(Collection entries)

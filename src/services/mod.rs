//! Domain operations over the store schema. Handlers stay thin and delegate here.

pub mod categories;
pub mod customers;
pub mod orders;
pub mod products;
pub mod statistics;

use validator::ValidationError;

/// Rejects strings that are empty once trimmed.
pub(crate) fn validate_not_blank(value: &str) -> Result<(), ValidationError> {
    if value.trim().is_empty() {
        return Err(ValidationError::new("blank"));
    }
    Ok(())
}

**WORK TASK:** Give back every line of the data exactly.

**RESULT OF THE TASK:**
filename src/services/mod.rs
//! Domain operations over the store schema. Handlers stay thin and delegate here.

pub mod categories;
pub mod customers;
pub mod orders;
pub mod products;
pub mod statistics;

use validator::ValidationError;

/// Rejects strings that are empty once trimmed.
pub(crate) fn validate_not_blank(value: &str) -> Result<(), ValidationError> {
    if value.trim().is_empty() {
        return Err(ValidationError::new("blank"));
    }
    Ok(())
}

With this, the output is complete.